§ Task description: If a line in the data below contains "client", copy it.
----
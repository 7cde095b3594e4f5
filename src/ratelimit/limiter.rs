//! Local rate limiter implementation

use std::time::{Duration, Instant};

use dashmap::DashMap;

use super::config::RateLimitConfig;
use super::token_bucket::TokenBucket;

/// Result of a rate limit check
#[derive(Debug, Clone)]
pub enum RateLimitResult {
    /// Request is allowed
    Allowed {
        remaining: u32,
        limit: u32,
        /// Seconds until the client's quota is full again
        reset_after: u64,
    },
    /// Request is denied due to rate limiting
    Denied {
        retry_after: u64,
        limit: u32,
        reset_after: u64,
    },
}

impl RateLimitResult {
    #[cfg(test)]
    pub(crate) fn is_allowed(&self) -> bool {
        matches!(self, RateLimitResult::Allowed { .. })
    }
}

/// Keeps one token bucket per client key (usually the caller's IP).
pub struct RateLimiter {
    buckets: DashMap<String, TokenBucket>,
    config: RateLimitConfig,
}

impl RateLimiter {
    /// Create a new rate limiter with the given configuration
    pub fn new(config: RateLimitConfig) -> Self {
        Self {
            buckets: DashMap::new(),
            config,
        }
    }

    /// Check if rate limiting is enabled
    pub fn is_enabled(&self) -> bool {
        self.config.enabled
    }

    /// Get the configuration
    pub fn config(&self) -> &RateLimitConfig {
        &self.config
    }

    fn window(&self) -> Duration {
        Duration::from_secs(self.config.window_seconds)
    }

    /// Check and consume one request for `key`.
    pub fn check(&self, key: &str) -> RateLimitResult {
        self.check_at(key, Instant::now())
    }

    pub fn check_at(&self, key: &str, now: Instant) -> RateLimitResult {
        let limit = self.config.max_requests;

        if !self.config.enabled {
            return RateLimitResult::Allowed {
                remaining: u32::MAX,
                limit: 0,
                reset_after: 0,
            };
        }

        let window = self.window();
        let mut bucket = self
            .buckets
            .entry(key.to_string())
            .or_insert_with(|| TokenBucket::new_at(limit, window, now));

        if bucket.try_consume_at(now) {
            RateLimitResult::Allowed {
                remaining: bucket.remaining(),
                limit,
                reset_after: bucket.reset_after(),
            }
        } else {
            RateLimitResult::Denied {
                retry_after: bucket.retry_after(),
                limit,
                reset_after: bucket.reset_after(),
            }
        }
    }

    /// Clean up stale buckets that haven't been used recently
    pub fn cleanup_stale(&self) -> usize {
        self.cleanup_stale_at(Instant::now())
    }

    pub fn cleanup_stale_at(&self, now: Instant) -> usize {
        let ttl = Duration::from_secs(self.config.bucket_ttl_seconds);
        let before = self.buckets.len();

        self.buckets
            .retain(|_, bucket| now.saturating_duration_since(bucket.last_activity()) < ttl);

        let removed = before.saturating_sub(self.buckets.len());
        if removed > 0 {
            tracing::debug!(
                removed = removed,
                buckets = self.buckets.len(),
                "Cleaned up stale rate limit buckets"
            );
        }

        removed
    }

    #[cfg(test)]
    pub(crate) fn bucket_count(&self) -> usize {
        self.buckets.len()
    }
}

#[cfg(test)]
mod tests {
    use super::*;

    #[test]
    fn test_rate_limiter_disabled() {
        let config = RateLimitConfig {
            enabled: false,
            ..Default::default()
        };
        let limiter = RateLimiter::new(config);

        // Should always be allowed when disabled
        for _ in 0..100 {
            assert!(limiter.check("127.0.0.1").is_allowed());
        }
        assert_eq!(limiter.bucket_count(), 0);
    }

    #[test]
    fn test_rate_limiter_key_limit() {
        let config = RateLimitConfig {
            max_requests: 5,
            ..Default::default()
        };
        let limiter = RateLimiter::new(config);
        let now = Instant::now();

        // First 5 should be allowed
        for _ in 0..5 {
            assert!(limiter.check_at("192.168.1.1", now).is_allowed());
        }

        // 6th should be denied
        match limiter.check_at("192.168.1.1", now) {
            RateLimitResult::Denied {
                retry_after, limit, ..
            } => {
                assert_eq!(limit, 5);
                assert_eq!(retry_after, 12); // one token per 12s at 5/min
            }
            other => panic!("expected denial, got {:?}", other),
        }
    }

    #[test]
    fn test_rate_limiter_different_keys() {
        let config = RateLimitConfig {
            max_requests: 3,
            ..Default::default()
        };
        let limiter = RateLimiter::new(config);
        let now = Instant::now();

        // Each key has its own bucket
        for _ in 0..3 {
            assert!(limiter.check_at("key-1", now).is_allowed());
        }
        assert!(!limiter.check_at("key-1", now).is_allowed());

        // key-2 should still have its full quota
        for _ in 0..3 {
            assert!(limiter.check_at("key-2", now).is_allowed());
        }
        assert!(!limiter.check_at("key-2", now).is_allowed());
    }

    #[test]
    fn test_remaining_counts_down() {
        let limiter = RateLimiter::new(RateLimitConfig::default());
        let now = Instant::now();

        match limiter.check_at("10.0.0.1", now) {
            RateLimitResult::Allowed {
                remaining, limit, ..
            } => {
                assert_eq!(limit, 30);
                assert_eq!(remaining, 29);
            }
            other => panic!("expected allowed, got {:?}", other),
        }
    }

    #[test]
    fn test_cleanup_stale_buckets() {
        let config = RateLimitConfig {
            bucket_ttl_seconds: 300,
            ..Default::default()
        };
        let limiter = RateLimiter::new(config);
        let start = Instant::now();

        limiter.check_at("10.0.0.1", start);
        limiter.check_at("10.0.0.2", start + Duration::from_secs(200));
        assert_eq!(limiter.bucket_count(), 2);

        // Only the first bucket has been idle past the TTL
        let removed = limiter.cleanup_stale_at(start + Duration::from_secs(301));
        assert_eq!(removed, 1);
        assert_eq!(limiter.bucket_count(), 1);
    }
}
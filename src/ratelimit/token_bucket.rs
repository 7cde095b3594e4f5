//! Token Bucket algorithm implementation

use std::time::{Duration, Instant};

/// Token Bucket for rate limiting.
///
/// Tokens refill continuously at `capacity / window` and never exceed the
/// capacity. Callers get exclusive access through the limiter's map entry,
/// so the bucket itself needs no synchronization.
#[derive(Debug, Clone)]
pub struct TokenBucket {
    /// Current number of tokens, fractional between refills
    tokens: f64,
    /// Maximum bucket capacity
    capacity: f64,
    /// Milliseconds needed to refill an empty bucket
    window_ms: f64,
    /// Time the token count was last brought up to date
    last_refill: Instant,
}

impl TokenBucket {
    /// Create a full bucket holding `capacity` tokens, refilled over `window`.
    pub fn new_at(capacity: u32, window: Duration, now: Instant) -> Self {
        let window_ms = window.as_millis().max(1) as f64;
        Self {
            tokens: capacity as f64,
            capacity: capacity as f64,
            window_ms,
            last_refill: now,
        }
    }

    fn refill(&mut self, now: Instant) {
        let elapsed_ms = now.saturating_duration_since(self.last_refill).as_secs_f64() * 1000.0;
        if elapsed_ms > 0.0 {
            let added = elapsed_ms * self.capacity / self.window_ms;
            self.tokens = (self.tokens + added).min(self.capacity);
            self.last_refill = now;
        }
    }

    /// Try to consume one token from the bucket.
    /// Returns true if a token was available, false otherwise.
    pub fn try_consume_at(&mut self, now: Instant) -> bool {
        self.refill(now);
        if self.tokens >= 1.0 {
            self.tokens -= 1.0;
            true
        } else {
            false
        }
    }

    /// Whole tokens currently available
    pub fn remaining(&self) -> u32 {
        self.tokens.floor().max(0.0) as u32
    }

    /// Seconds until at least one token is available (0 if one is now)
    pub fn retry_after(&self) -> u64 {
        if self.tokens >= 1.0 {
            return 0;
        }
        self.secs_until(1.0)
    }

    /// Seconds until the bucket is full again
    pub fn reset_after(&self) -> u64 {
        self.secs_until(self.capacity)
    }

    fn secs_until(&self, level: f64) -> u64 {
        let missing = (level - self.tokens).max(0.0);
        if missing == 0.0 {
            return 0;
        }
        if self.capacity <= 0.0 {
            return u64::MAX;
        }
        let missing_ms = missing * self.window_ms / self.capacity;
        (missing_ms / 1000.0).ceil().max(1.0) as u64
    }

    /// Get the last activity time
    pub fn last_activity(&self) -> Instant {
        self.last_refill
    }
}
----
§ Finished exercise:
        /// Seconds until the client's quota is full again
/// Keeps one token bucket per client key (usually the caller's IP).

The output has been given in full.